Dune de perdue… En 30 ans, les dunes de Nouvelle-Aquitaine ont perdu près du tiers de leur superficie. Alors qu’elles protègent le littoral de la submersion et abritent une biodiversité exceptionnelle, les spécialistes réfléchissent à les déplacer vers l’intérieur des terres pour les protéger.
Un petit pas pour le vacancier, une grande menace pour les dunes. Chaque été, l’arrivée des touristes sur les plages met en émoi les conservateur·rices du littoral, qui tentent de préserver ces collines de sable en difficulté. Cette année, en amont de la saison estivale, l’association Cistude Nature a tiré la sonnette d’alarme. Selon les résultats de son programme «les Sentinelles du climat», le cordon dunaire atlantique aurait perdu «plus d’un tiers de sa surface depuis 1997».
Outre le piétinement par les visiteurs, c’est avant tout la montée des eaux causée par le réchauffement climatique qui est à l’origine de la détérioration de la dune. Chaque année, l’océan Atlantique grignote en moyenne de 1,7 à 2,5 mètres de littoral, selon l’Observatoire de la côte aquitaine. «Dans les zones en érosion chronique, comme dans le Sud-Ouest de la France, le trait de côte recule et les dunes sont très hautes et très peu mobiles, explique à Vert Bruno Castelle, directeur de recherche au CNRS et spécialiste de la dynamique physique des littoraux. Prises en étau, elles se rétrécissent et peuvent disparaitre».

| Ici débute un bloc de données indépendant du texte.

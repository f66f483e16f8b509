//! Outbound RPC client targeting one peer's `/mcp` endpoint.
//!
//! An [`McpClient`] must [`connect`](McpClient::connect) (a `ping` liveness
//! probe) before it sends requests. Retries are explicit: only
//! [`McpClient::send_request_with_retry`] ever repeats a call, sleeping
//! [`backoff_delay`] between attempts.

use std::sync::atomic::{AtomicBool, AtomicU64, Ordering};
use std::time::Duration;

use serde_json::{json, Value};

use super::types::{RpcRequest, RpcResponse};
use crate::error::McpError;

/// Base URL that skips the real liveness probe in [`McpClient::connect`].
///
/// Lets tests and dry runs construct a "connected" client without a peer.
pub const TEST_SENTINEL_URL: &str = "http://mcp-test.invalid";

/// Default per-request deadline.
pub const DEFAULT_REQUEST_TIMEOUT: Duration = Duration::from_secs(30);

/// Retry settings for [`McpClient::send_request_with_retry`].
#[derive(Debug, Clone, Copy, PartialEq, Eq)]
pub struct RetryPolicy {
    /// Total number of attempts (at least one is always made).
    pub max_retries: u32,
    /// Base delay; attempt `n` (from 0) is followed by `backoff_ms * 2^n`.
    pub backoff_ms: u64,
}

impl Default for RetryPolicy {
    fn default() -> Self {
        Self {
            max_retries: 3,
            backoff_ms: 1000,
        }
    }
}

/// Delay to wait after failed attempt number `attempt` (counted from 0).
pub fn backoff_delay(backoff_ms: u64, attempt: u32) -> Duration {
    Duration::from_millis(backoff_ms.saturating_mul(2u64.saturating_pow(attempt)))
}

/// POST one request to `<base_url>/mcp` and unwrap the RPC envelope.
///
/// `timeout` bounds the HTTP exchange when given. Transport failures map to
/// [`McpError::Connection`] or [`McpError::Timeout`]; an `error` body maps to
/// [`McpError::Remote`].
pub(crate) async fn post_rpc(
    http: &reqwest::Client,
    base_url: &str,
    request: &RpcRequest,
    timeout: Option<Duration>,
) -> Result<Value, McpError> {
    let url = format!("{}/mcp", base_url.trim_end_matches('/'));

    let mut builder = http.post(&url).json(request);
    if let Some(timeout) = timeout {
        builder = builder.timeout(timeout);
    }

    let response = builder.send().await.map_err(|e| {
        if e.is_timeout() {
            McpError::Timeout {
                message: format!("Request to {url} timeout"),
                timeout_ms: timeout.map(|t| t.as_millis() as u64).unwrap_or_default(),
            }
        } else {
            McpError::Connection {
                url: url.clone(),
                message: e.to_string(),
            }
        }
    })?;

    let status = response.status();
    let body: RpcResponse = response.json().await.map_err(|e| {
        if e.is_timeout() {
            McpError::Timeout {
                message: format!("Response from {url} timeout"),
                timeout_ms: timeout.map(|t| t.as_millis() as u64).unwrap_or_default(),
            }
        } else {
            McpError::Protocol(format!("HTTP {status} from {url} with invalid RPC body: {e}"))
        }
    })?;

    match body.error {
        Some(err) => Err(McpError::Remote {
            code: err.code,
            message: err.message,
        }),
        None => Ok(body.result.unwrap_or(Value::Null)),
    }
}

/// Client for one peer agent (or the coordinator).
pub struct McpClient {
    agent_id: String,
    base_url: String,
    http: reqwest::Client,
    request_timeout: Duration,
    connected: AtomicBool,
    next_id: AtomicU64,
}

impl McpClient {
    /// `agent_id` identifies the calling agent in logs; `base_url` is the
    /// peer's root, e.g. `http://127.0.0.1:3002`.
    pub fn new(agent_id: impl Into<String>, base_url: impl Into<String>) -> Self {
        Self {
            agent_id: agent_id.into(),
            base_url: base_url.into().trim_end_matches('/').to_string(),
            http: reqwest::Client::new(),
            request_timeout: DEFAULT_REQUEST_TIMEOUT,
            connected: AtomicBool::new(false),
            next_id: AtomicU64::new(0),
        }
    }

    pub fn with_timeout(mut self, timeout: Duration) -> Self {
        self.request_timeout = timeout;
        self
    }

    pub fn base_url(&self) -> &str {
        &self.base_url
    }

    pub fn is_connected(&self) -> bool {
        self.connected.load(Ordering::SeqCst)
    }

    /// Probe the peer with `ping` and mark the client connected on success.
    pub async fn connect(&self) -> Result<(), McpError> {
        if self.base_url == TEST_SENTINEL_URL {
            tracing::debug!(agent_id = %self.agent_id, "Test sentinel URL, skipping liveness probe");
            self.connected.store(true, Ordering::SeqCst);
            return Ok(());
        }

        let probe = RpcRequest::new("ping").with_id(self.allocate_id());
        let result = post_rpc(&self.http, &self.base_url, &probe, Some(self.request_timeout))
            .await
            .map_err(|e| McpError::Connection {
                url: self.base_url.clone(),
                message: format!("liveness probe failed: {e}"),
            })?;

        if result.get("pong") != Some(&Value::Bool(true)) {
            return Err(McpError::Connection {
                url: self.base_url.clone(),
                message: format!("unexpected ping response: {result}"),
            });
        }

        self.connected.store(true, Ordering::SeqCst);
        tracing::info!(agent_id = %self.agent_id, peer = %self.base_url, "Connected to peer");
        Ok(())
    }

    /// Send one request and return its `result`.
    ///
    /// Assigns the next local id when the request has none.
    pub async fn send_request(&self, request: RpcRequest) -> Result<Value, McpError> {
        let request = self.prepare(request)?;
        if !self.is_connected() {
            return Err(McpError::Connection {
                url: self.base_url.clone(),
                message: "client is not connected".to_string(),
            });
        }

        tracing::debug!(
            agent_id = %self.agent_id,
            peer = %self.base_url,
            method = %request.method,
            "Sending request"
        );
        post_rpc(&self.http, &self.base_url, &request, Some(self.request_timeout)).await
    }

    /// [`send_request`](Self::send_request) with exponential backoff.
    ///
    /// Protocol errors are not retried since resending cannot fix them.
    pub async fn send_request_with_retry(
        &self,
        request: RpcRequest,
        policy: RetryPolicy,
    ) -> Result<Value, McpError> {
        let attempts = policy.max_retries.max(1);
        let mut attempt = 0;

        loop {
            match self.send_request(request.clone()).await {
                Ok(result) => return Ok(result),
                Err(e @ McpError::Protocol(_)) => return Err(e),
                Err(e) if attempt + 1 >= attempts => {
                    tracing::warn!(
                        agent_id = %self.agent_id,
                        method = %request.method,
                        attempts,
                        "Request failed after all retries: {e}"
                    );
                    return Err(e);
                }
                Err(e) => {
                    let delay = backoff_delay(policy.backoff_ms, attempt);
                    tracing::debug!(
                        agent_id = %self.agent_id,
                        method = %request.method,
                        attempt = attempt + 1,
                        delay_ms = delay.as_millis() as u64,
                        "Request failed, retrying: {e}"
                    );
                    tokio::time::sleep(delay).await;
                    attempt += 1;
                }
            }
        }
    }

    /// Convenience wrapper for `tools/call`.
    pub async fn call_tool(&self, name: &str, arguments: Value) -> Result<Value, McpError> {
        self.send_request(RpcRequest::tool_call(name, arguments)).await
    }

    /// Mark the client disconnected. Never fails.
    pub fn disconnect(&self) {
        if self.connected.swap(false, Ordering::SeqCst) {
            tracing::info!(agent_id = %self.agent_id, peer = %self.base_url, "Disconnected from peer");
        }
    }

    /// Reject an empty method and fill in a missing id.
    fn prepare(&self, mut request: RpcRequest) -> Result<RpcRequest, McpError> {
        if request.method.trim().is_empty() {
            return Err(McpError::Protocol(
                "request method must be a non-empty string".to_string(),
            ));
        }
        if request.id.is_none() {
            request.id = Some(json!(self.allocate_id()));
        }
        Ok(request)
    }

    fn allocate_id(&self) -> u64 {
        self.next_id.fetch_add(1, Ordering::SeqCst) + 1
    }
}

Protégeant depuis des siècles les activités humaines de l’ensablement, des inondations et des tempêtes, l’érosion des dunes pourrait avoir de lourdes conséquences pour le littoral. En février, la destruction du Signal – un immeuble bâti sur la dune de Soulac-sur-Mer (Gironde) – est devenu le symbole de cette menace (Vert). «Si la dune disparait et qu’il y a des infrastructures importantes derrière, il ne reste que deux choix : le repli stratégique ou la construction de digues», précise Bruno Castelle.
L’érosion rebat les cartes de la gestion du cordon dunaire
Elle a longtemps été fixée à l’aide de palissades, de plantation de pins ou de dépôts de branchages ; il est désormais question de laisser la dune se déplacer en arrière pour éviter sa disparition. «C’est un changement total de paradigme, explique Adrien Privat, responsable de l’interface terre-mer au Conservatoire du littoral. Mais enlever des arbres [pour laisser la dune rouler sur elle-même] n’est pas très facile, surtout quand on est une institution environnementale avec des obligations réglementaires». Des expérimentations essaiment le long du littoral aquitain pour tenter de trouver la meilleure manière d’utiliser cette solution fondée sur la nature et d’éviter ainsi la construction de jetées artificielles.
Dans une dizaine de sites expérimentaux, l’Office national des forêts (ONF) s’en remet par exemple au «génie écologique» pour laisser la dune en «libre évolution». Balayées par les vents, les dunes rongées par la mer peuvent alors s’étaler dans les terres. «On aura du mal à le faire partout, il faut qu’il y ait de la place pour reculer et des propriétaires qui acceptent de perdre des terrains submergés par le sable», nuance Adrien Privat.
Construire des digues ou faire reculer le trait de côte, l’infernal dilemme
C’est également la méthode prônée par le programme des «sentinelles du climat» qui étudie «un cortège unique d’espèces extrêmement rares», aujourd’hui menacé par la contraction des dunes. «Ce serait peine perdue de mettre des pierres ou de réensabler chaque année pour protéger les dunes», explique Michael Guillon, coordinateur scientifique du programme. Selon lui, pour préserver des espèces emblématiques comme le lézard ocellé – le plus gros d’Europe – ou l’alysson de Loiseleur – une plante à fleurs jaunes endémique du littoral – laisser vivre la dune reste l’unique solution.
Pour parer à l’impossibilité de reculer la dune à certains endroits, un nouveau programme européen vise à combiner les solutions naturelles et artificielles, en construisant des dunes devant des digues et inversement. À quelques kilomètres de là où se tenait le Signal, une dune embryonnaire devrait ainsi être expérimentée sur la plage de Soulac-sur-Mer, pour renforcer la digue en difficulté.